Coaching & Mentoring
A critical marker of a sustainable QI program is the widespread integration of QI principles and tools into the routine work of planning, leading and delivering health care in the participating country. To reach the point of QI integration, a critical mass of individuals who can implement QI work is essential to achieve in-country capacity for QM.
Coaching and mentoring and distinct from training, education, teaching, facilitating, advising and advocating.
HQI focuses particularly on these 2 capacity development strategies because of their critical role in integrating QI into the fabric of organizational structures and functions. Training and teaching are necessary steps for understanding concepts and acquired skills, but implementation can only occur when organizations are supported in using and adapting newly acquired knowledge into routine work.
Coaching focuses on organizational performance at the national, regional and clinic levels. Coaching at different levels may occur simultaneously depending on the implementation plan.
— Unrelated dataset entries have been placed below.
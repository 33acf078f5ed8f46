//! Dense feed-forward network trained with Adam on mini-batches.
//!
//! Every instance is built, trained and dropped inside a single predictor
//! call. The random generator is passed in by the caller so a fixed seed
//! reproduces the same weights and the same batch order.

use ndarray::{Array, Array1, Array2, Axis, Dimension, Zip};
use rand::Rng;
use rand::rngs::StdRng;
use rand::seq::SliceRandom;
use thiserror::Error;

/// Probabilities are clamped to `[EPSILON, 1 - EPSILON]` before taking logs
const BCE_EPSILON: f64 = 1e-7;

#[derive(Debug, Error, Clone, PartialEq)]
pub enum NetworkError {
    #[error("Non-finite loss at epoch {epoch}")]
    NonFiniteLoss { epoch: usize },

    #[error("Non-finite prediction")]
    NonFiniteOutput,

    #[error("Non-finite value in {0}")]
    NonFiniteInput(&'static str),

    #[error("Shape mismatch: expected {expected} columns, got {actual}")]
    ShapeMismatch { expected: usize, actual: usize },

    #[error("Empty training set")]
    EmptyTrainingSet,
}

#[derive(Debug, Clone, Copy, PartialEq, Eq)]
pub enum Activation {
    Tanh,
    Relu,
    Sigmoid,
    Linear,
}

impl Activation {
    fn apply(self, z: &Array2<f64>) -> Array2<f64> {
        match self {
            Activation::Tanh => z.mapv(f64::tanh),
            // NaN must survive so a poisoned batch still fails the loss check
            Activation::Relu => z.mapv(|v| if v > 0.0 || v.is_nan() { v } else { 0.0 }),
            Activation::Sigmoid => z.mapv(|v| 1.0 / (1.0 + (-v).exp())),
            Activation::Linear => z.clone(),
        }
    }

    /// Derivative expressed through the activation output.
    fn derivative(self, a: &Array2<f64>) -> Array2<f64> {
        match self {
            Activation::Tanh => a.mapv(|v| 1.0 - v * v),
            Activation::Relu => a.mapv(|v| {
                if v.is_nan() {
                    v
                } else if v > 0.0 {
                    1.0
                } else {
                    0.0
                }
            }),
            Activation::Sigmoid => a.mapv(|v| v * (1.0 - v)),
            Activation::Linear => Array2::ones(a.dim()),
        }
    }
}

#[derive(Debug, Clone, Copy, PartialEq, Eq)]
pub enum Loss {
    BinaryCrossEntropy,
    MeanSquaredError,
}

impl Loss {
    fn value(self, predictions: &Array2<f64>, targets: &Array2<f64>) -> f64 {
        let n = predictions.len() as f64;
        match self {
            Loss::MeanSquaredError => {
                let diff = predictions - targets;
                (&diff * &diff).sum() / n
            }
            Loss::BinaryCrossEntropy => {
                let p = predictions.mapv(|v| v.clamp(BCE_EPSILON, 1.0 - BCE_EPSILON));
                let q = p.mapv(|v| 1.0 - v);
                let ll = targets * &p.mapv(f64::ln) + &targets.mapv(|t| 1.0 - t) * &q.mapv(f64::ln);
                -ll.sum() / n
            }
        }
    }

    /// Gradient of the loss with respect to the output layer pre-activation.
    fn output_delta(
        self,
        activation: Activation,
        predictions: &Array2<f64>,
        targets: &Array2<f64>,
    ) -> Array2<f64> {
        let n = predictions.len() as f64;
        match (self, activation) {
            (Loss::BinaryCrossEntropy, Activation::Sigmoid) => (predictions - targets) / n,
            (Loss::BinaryCrossEntropy, other) => {
                let p = predictions.mapv(|v| v.clamp(BCE_EPSILON, 1.0 - BCE_EPSILON));
                let denom = p.mapv(|v| v * (1.0 - v));
                ((&p - targets) / &denom) / n * &other.derivative(predictions)
            }
            (Loss::MeanSquaredError, act) => {
                (predictions - targets) * (2.0 / n) * &act.derivative(predictions)
            }
        }
    }
}

/// Layer stack description, built fluently.
#[derive(Debug, Clone, PartialEq)]
pub struct NetworkConfig {
    pub input_size: usize,
    pub layers: Vec<(usize, Activation)>,
    pub loss: Loss,
}

impl NetworkConfig {
    pub fn new(input_size: usize) -> Self {
        Self {
            input_size,
            layers: Vec::new(),
            loss: Loss::MeanSquaredError,
        }
    }

    pub fn add_layer(mut self, units: usize, activation: Activation) -> Self {
        self.layers.push((units, activation));
        self
    }

    pub fn with_loss(mut self, loss: Loss) -> Self {
        self.loss = loss;
        self
    }
}

/// Adam with a single step counter shared by every parameter tensor
#[derive(Debug, Clone)]
pub struct Adam {
    pub learning_rate: f64,
    pub beta1: f64,
    pub beta2: f64,
    pub epsilon: f64,
    t: i32,
}

impl Adam {
    pub fn new(learning_rate: f64) -> Self {
        Self {
            learning_rate,
            beta1: 0.9,
            beta2: 0.999,
            epsilon: 1e-7,
            t: 0,
        }
    }

    fn step(&mut self) {
        self.t = self.t.saturating_add(1);
    }

    fn apply<D: Dimension>(
        &self,
        param: &mut Array<f64, D>,
        grad: &Array<f64, D>,
        m: &mut Array<f64, D>,
        v: &mut Array<f64, D>,
    ) {
        let (b1, b2) = (self.beta1, self.beta2);
        let bias1 = 1.0 - b1.powi(self.t);
        let bias2 = 1.0 - b2.powi(self.t);
        let lr = self.learning_rate;
        let eps = self.epsilon;

        Zip::from(param)
            .and(grad)
            .and(m)
            .and(v)
            .for_each(|p, &g, m, v| {
                *m = b1 * *m + (1.0 - b1) * g;
                *v = b2 * *v + (1.0 - b2) * g * g;
                let m_hat = *m / bias1;
                let v_hat = *v / bias2;
                *p -= lr * m_hat / (v_hat.sqrt() + eps);
            });
    }
}

#[derive(Debug, Clone)]
struct DenseLayer {
    weights: Array2<f64>,
    biases: Array1<f64>,
    activation: Activation,
    m_w: Array2<f64>,
    v_w: Array2<f64>,
    m_b: Array1<f64>,
    v_b: Array1<f64>,
}

impl DenseLayer {
    /// Glorot-uniform weights, zero biases
    fn new(inputs: usize, units: usize, activation: Activation, rng: &mut StdRng) -> Self {
        let limit = (6.0 / (inputs + units) as f64).sqrt();
        let weights = Array2::from_shape_fn((inputs, units), |_| rng.random_range(-limit..limit));
        Self {
            weights,
            biases: Array1::zeros(units),
            activation,
            m_w: Array2::zeros((inputs, units)),
            v_w: Array2::zeros((inputs, units)),
            m_b: Array1::zeros(units),
            v_b: Array1::zeros(units),
        }
    }

    fn forward(&self, input: &Array2<f64>) -> Array2<f64> {
        let z = input.dot(&self.weights) + &self.biases;
        self.activation.apply(&z)
    }
}

pub struct FeedForwardNetwork {
    input_size: usize,
    layers: Vec<DenseLayer>,
    loss: Loss,
    optimizer: Adam,
}

impl FeedForwardNetwork {
    pub fn from_config(config: &NetworkConfig, learning_rate: f64, rng: &mut StdRng) -> Self {
        let mut layers = Vec::with_capacity(config.layers.len());
        let mut fan_in = config.input_size;
        for &(units, activation) in &config.layers {
            layers.push(DenseLayer::new(fan_in, units, activation, rng));
            fan_in = units;
        }

        Self {
            input_size: config.input_size,
            layers,
            loss: config.loss,
            optimizer: Adam::new(learning_rate),
        }
    }

    pub fn num_parameters(&self) -> usize {
        self.layers
            .iter()
            .map(|l| l.weights.len() + l.biases.len())
            .sum()
    }

    /// Trains for `epochs` full passes over shuffled mini-batches.
    ///
    /// Returns the mean batch loss of the final epoch.
    pub fn fit(
        &mut self,
        x: &Array2<f64>,
        y: &Array2<f64>,
        epochs: usize,
        batch_size: usize,
        rng: &mut StdRng,
    ) -> Result<f64, NetworkError> {
        let n = x.nrows();
        if n == 0 {
            return Err(NetworkError::EmptyTrainingSet);
        }
        self.check_input(x)?;
        if y.nrows() != n {
            return Err(NetworkError::ShapeMismatch {
                expected: n,
                actual: y.nrows(),
            });
        }
        if y.iter().any(|v| !v.is_finite()) {
            return Err(NetworkError::NonFiniteInput("targets"));
        }

        let batch_size = batch_size.max(1);
        let mut indices: Vec<usize> = (0..n).collect();
        let mut last_loss = f64::NAN;

        for epoch in 0..epochs {
            indices.shuffle(rng);
            let mut total = 0.0;
            let mut batches = 0usize;

            for chunk in indices.chunks(batch_size) {
                let xb = x.select(Axis(0), chunk);
                let yb = y.select(Axis(0), chunk);
                let loss = self.train_batch(&xb, &yb);
                if !loss.is_finite() {
                    return Err(NetworkError::NonFiniteLoss { epoch });
                }
                total += loss;
                batches += 1;
            }

            last_loss = total / batches as f64;
        }

        Ok(last_loss)
    }

    pub fn predict(&self, x: &Array2<f64>) -> Result<Array2<f64>, NetworkError> {
        self.check_input(x)?;
        let mut current = x.clone();
        for layer in &self.layers {
            current = layer.forward(&current);
        }
        if current.iter().any(|v| !v.is_finite()) {
            return Err(NetworkError::NonFiniteOutput);
        }
        Ok(current)
    }

    fn check_input(&self, x: &Array2<f64>) -> Result<(), NetworkError> {
        if x.ncols() != self.input_size {
            return Err(NetworkError::ShapeMismatch {
                expected: self.input_size,
                actual: x.ncols(),
            });
        }
        if x.iter().any(|v| !v.is_finite()) {
            return Err(NetworkError::NonFiniteInput("features"));
        }
        Ok(())
    }

    /// One forward/backward pass and Adam update. Returns the batch loss
    /// computed before the update.
    fn train_batch(&mut self, xb: &Array2<f64>, yb: &Array2<f64>) -> f64 {
        let mut inputs: Vec<Array2<f64>> = Vec::with_capacity(self.layers.len());
        let mut outputs: Vec<Array2<f64>> = Vec::with_capacity(self.layers.len());
        let mut current = xb.clone();
        for layer in &self.layers {
            let a = layer.forward(&current);
            inputs.push(current);
            current = a.clone();
            outputs.push(a);
        }

        let loss = self.loss.value(&current, yb);
        if !loss.is_finite() {
            return loss;
        }

        let Some(last) = self.layers.last() else {
            return loss;
        };
        let mut delta = self.loss.output_delta(last.activation, &current, yb);

        let mut grads: Vec<(Array2<f64>, Array1<f64>)> = Vec::with_capacity(self.layers.len());
        for l in (0..self.layers.len()).rev() {
            let grad_w = inputs[l].t().dot(&delta);
            let grad_b = delta.sum_axis(Axis(0));
            if l > 0 {
                let upstream = delta.dot(&self.layers[l].weights.t());
                delta = upstream * &self.layers[l - 1].activation.derivative(&outputs[l - 1]);
            }
            grads.push((grad_w, grad_b));
        }
        grads.reverse();

        self.optimizer.step();
        for (layer, (grad_w, grad_b)) in self.layers.iter_mut().zip(grads) {
            self.optimizer
                .apply(&mut layer.weights, &grad_w, &mut layer.m_w, &mut layer.v_w);
            self.optimizer
                .apply(&mut layer.biases, &grad_b, &mut layer.m_b, &mut layer.v_b);
        }

        loss
    }
}
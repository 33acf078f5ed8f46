use super::physics::PhysicsDescriptor;
use super::symbol::is_otc;
use serde::{Deserialize, Serialize};
use std::str::FromStr;

const OTC_RELIABILITY_PENALTY: u8 = 15;

#[derive(Debug, Clone, Copy, PartialEq, Eq, Hash, Serialize, Deserialize)]
pub enum BrokerId {
    PocketOption,
    IqOption,
    Quotex,
    Institutional,
}

impl FromStr for BrokerId {
    type Err = anyhow::Error;

    fn from_str(s: &str) -> Result<Self, Self::Err> {
        match s.to_uppercase().as_str() {
            "POCKET_OPTION" => Ok(BrokerId::PocketOption),
            "IQ_OPTION" => Ok(BrokerId::IqOption),
            "QUOTEX" => Ok(BrokerId::Quotex),
            "INSTITUTIONAL" => Ok(BrokerId::Institutional),
            _ => anyhow::bail!(
                "Invalid broker: {}. Must be POCKET_OPTION, IQ_OPTION, QUOTEX or INSTITUTIONAL",
                s
            ),
        }
    }
}

#[derive(Debug, Clone, Copy, PartialEq, Eq, Serialize, Deserialize)]
pub enum PhysicsBias {
    Smooth,
    Noisy,
    Institutional,
    Synthetic,
}

/// Static characteristics of a broker's price feed
#[derive(Debug, Clone, PartialEq, Serialize, Deserialize)]
pub struct BrokerProfile {
    pub id: BrokerId,
    pub name: String,
    pub tick_resolution: f64,
    pub observed_spread: f64,
    /// Seconds
    pub max_expiry: u32,
    pub is_synthetic: bool,
    pub reliability_score: u8,
    pub physics_bias: PhysicsBias,
}

fn definition(id: BrokerId) -> (&'static str, u8, PhysicsBias) {
    match id {
        BrokerId::PocketOption => ("Pocket Option", 82, PhysicsBias::Synthetic),
        BrokerId::IqOption => ("IQ Option", 88, PhysicsBias::Smooth),
        BrokerId::Quotex => ("Quotex", 85, PhysicsBias::Noisy),
        BrokerId::Institutional => ("Direct LP (Institutional)", 98, PhysicsBias::Institutional),
    }
}

pub fn broker_profile(symbol: &str, physics: &PhysicsDescriptor, id: BrokerId) -> BrokerProfile {
    let otc = is_otc(symbol);
    let (name, reliability, bias) = definition(id);

    BrokerProfile {
        id,
        name: name.to_string(),
        tick_resolution: if bias == PhysicsBias::Noisy { 0.5 } else { 2.0 },
        observed_spread: physics.spread,
        max_expiry: if otc { 300 } else { 3600 },
        is_synthetic: otc,
        reliability_score: if otc {
            reliability.saturating_sub(OTC_RELIABILITY_PENALTY)
        } else {
            reliability
        },
        physics_bias: if otc { PhysicsBias::Synthetic } else { bias },
    }
}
National level: coaching is directed to supporting implementation and expansion decisions such as indicator prioritization, data analysis, QM planning and the speed and scope of expansion.
Regional level: HQI staff and the national core team coach coaches, to help improve the quality and effectiveness of the support local health authorities can provide to their local clinics.
Clinic level: coaching is directed to helping clinic staff adapt the general concepts of measurement and improvement to their unique situations and needs using the organizational framework of the HQI model.
Mentoring is a strategy utilized primarily to build the skills, knowledge and confidence of the core in-country implementing team. Mentoring can be seen as a transfusion of experience that in-country staff can draw from as they build their own stores of approaches and solutions.